____ INPUT DATA

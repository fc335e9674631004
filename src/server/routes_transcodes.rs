//! Registration endpoints used by the encoder.
//!
//! The encoder announces each job when it starts writing, reports when its
//! process exits on its own, and removes jobs it tore down itself. Jobs are
//! addressed by the name of their output file inside the output directory.

use axum::{
    extract::{Path, State},
    http::StatusCode,
    response::IntoResponse,
    routing::{delete, post},
    Json, Router,
};
use serde::Deserialize;

use super::AppContext;
use crate::error::{AppError, Error};
use crate::transcoding::paths::is_safe_component;
use crate::transcoding::{JobKind, TranscodeJob};

pub fn routes() -> Router<AppContext> {
    Router::new()
        .route("/Transcodes", post(register_transcode))
        .route("/Transcodes/:file_name", delete(remove_transcode))
        .route("/Transcodes/:file_name/Exited", post(mark_transcode_exited))
}

/// Request body for announcing a new job.
#[derive(Debug, Deserialize)]
#[serde(rename_all = "PascalCase")]
pub struct RegisterTranscodeRequest {
    /// Playlist or progressive file name, relative to the output directory.
    pub file_name: String,
    #[serde(default)]
    pub kind: Option<JobKind>,
    #[serde(default)]
    pub device_id: Option<String>,
    #[serde(default)]
    pub play_session_id: Option<String>,
    #[serde(default)]
    pub pid: Option<u32>,
}

fn output_path(ctx: &AppContext, file_name: &str) -> Result<std::path::PathBuf, Error> {
    if !is_safe_component(file_name) {
        return Err(Error::Validation(format!(
            "invalid output file name: {file_name:?}"
        )));
    }
    Ok(ctx.output_dir().join(file_name))
}

/// POST /Transcodes
pub async fn register_transcode(
    State(ctx): State<AppContext>,
    Json(payload): Json<RegisterTranscodeRequest>,
) -> Result<impl IntoResponse, AppError> {
    let path = output_path(&ctx, &payload.file_name)?;

    let mut job = TranscodeJob::new(&path, payload.kind.unwrap_or(JobKind::Hls));
    if let Some(device_id) = payload.device_id {
        job = job.with_device(device_id);
    }
    if let Some(play_session_id) = payload.play_session_id {
        job = job.with_play_session(play_session_id);
    }
    if let Some(pid) = payload.pid {
        job = job.with_pid(pid);
    }

    let id = ctx.registry.register(job)?;
    // A kill may land between registering and reading the entry back.
    let snapshot = ctx
        .registry
        .get(&path)
        .filter(|snapshot| snapshot.id == id)
        .ok_or_else(|| Error::not_found("transcode job", &payload.file_name))?;

    Ok((StatusCode::CREATED, Json(snapshot)))
}

/// POST /Transcodes/{fileName}/Exited
pub async fn mark_transcode_exited(
    State(ctx): State<AppContext>,
    Path(file_name): Path<String>,
) -> Result<StatusCode, AppError> {
    let path = output_path(&ctx, &file_name)?;
    if ctx.registry.mark_exited(&path) {
        Ok(StatusCode::NO_CONTENT)
    } else {
        Err(Error::not_found("transcode job", &file_name).into())
    }
}

/// DELETE /Transcodes/{fileName}
pub async fn remove_transcode(
    State(ctx): State<AppContext>,
    Path(file_name): Path<String>,
) -> Result<StatusCode, AppError> {
    let path = output_path(&ctx, &file_name)?;
    match ctx.registry.remove(&path) {
        Some(job) => {
            tracing::info!(path = %job.output_path.display(), "Encoder removed transcode job");
            Ok(StatusCode::NO_CONTENT)
        }
        None => Err(Error::not_found("transcode job", &file_name).into()),
    }
}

________

▶ [WHAT THE TASK REQUIRES]: Please copy out every line shown above, exactly.

▶ [PROBLEM SOLUTION]:
repository fc335e9674631004
filename src/server/routes_transcodes.rs
//! Registration endpoints used by the encoder.
//!
//! The encoder announces each job when it starts writing, reports when its
//! process exits on its own, and removes jobs it tore down itself. Jobs are
//! addressed by the name of their output file inside the output directory.

use axum::{
    extract::{Path, State},
    http::StatusCode,
    response::IntoResponse,
    routing::{delete, post},
    Json, Router,
};
use serde::Deserialize;

use super::AppContext;
use crate::error::{AppError, Error};
use crate::transcoding::paths::is_safe_component;
use crate::transcoding::{JobKind, TranscodeJob};

pub fn routes() -> Router<AppContext> {
    Router::new()
        .route("/Transcodes", post(register_transcode))
        .route("/Transcodes/:file_name", delete(remove_transcode))
        .route("/Transcodes/:file_name/Exited", post(mark_transcode_exited))
}

/// Request body for announcing a new job.
#[derive(Debug, Deserialize)]
#[serde(rename_all = "PascalCase")]
pub struct RegisterTranscodeRequest {
    /// Playlist or progressive file name, relative to the output directory.
    pub file_name: String,
    #[serde(default)]
    pub kind: Option<JobKind>,
    #[serde(default)]
    pub device_id: Option<String>,
    #[serde(default)]
    pub play_session_id: Option<String>,
    #[serde(default)]
    pub pid: Option<u32>,
}

fn output_path(ctx: &AppContext, file_name: &str) -> Result<std::path::PathBuf, Error> {
    if !is_safe_component(file_name) {
        return Err(Error::Validation(format!(
            "invalid output file name: {file_name:?}"
        )));
    }
    Ok(ctx.output_dir().join(file_name))
}

/// POST /Transcodes
pub async fn register_transcode(
    State(ctx): State<AppContext>,
    Json(payload): Json<RegisterTranscodeRequest>,
) -> Result<impl IntoResponse, AppError> {
    let path = output_path(&ctx, &payload.file_name)?;

    let mut job = TranscodeJob::new(&path, payload.kind.unwrap_or(JobKind::Hls));
    if let Some(device_id) = payload.device_id {
        job = job.with_device(device_id);
    }
    if let Some(play_session_id) = payload.play_session_id {
        job = job.with_play_session(play_session_id);
    }
    if let Some(pid) = payload.pid {
        job = job.with_pid(pid);
    }

    let id = ctx.registry.register(job)?;
    // A kill may land between registering and reading the entry back.
    let snapshot = ctx
        .registry
        .get(&path)
        .filter(|snapshot| snapshot.id == id)
        .ok_or_else(|| Error::not_found("transcode job", &payload.file_name))?;

    Ok((StatusCode::CREATED, Json(snapshot)))
}

/// POST /Transcodes/{fileName}/Exited
pub async fn mark_transcode_exited(
    State(ctx): State<AppContext>,
    Path(file_name): Path<String>,
) -> Result<StatusCode, AppError> {
    let path = output_path(&ctx, &file_name)?;
    if ctx.registry.mark_exited(&path) {
        Ok(StatusCode::NO_CONTENT)
    } else {
        Err(Error::not_found("transcode job", &file_name).into())
    }
}

/// DELETE /Transcodes/{fileName}
pub async fn remove_transcode(
    State(ctx): State<AppContext>,
    Path(file_name): Path<String>,
) -> Result<StatusCode, AppError> {
    let path = output_path(&ctx, &file_name)?;
    match ctx.registry.remove(&path) {
        Some(job) => {
            tracing::info!(path = %job.output_path.display(), "Encoder removed transcode job");
            Ok(StatusCode::NO_CONTENT)
        }
        None => Err(Error::not_found("transcode job", &file_name).into()),
    }
}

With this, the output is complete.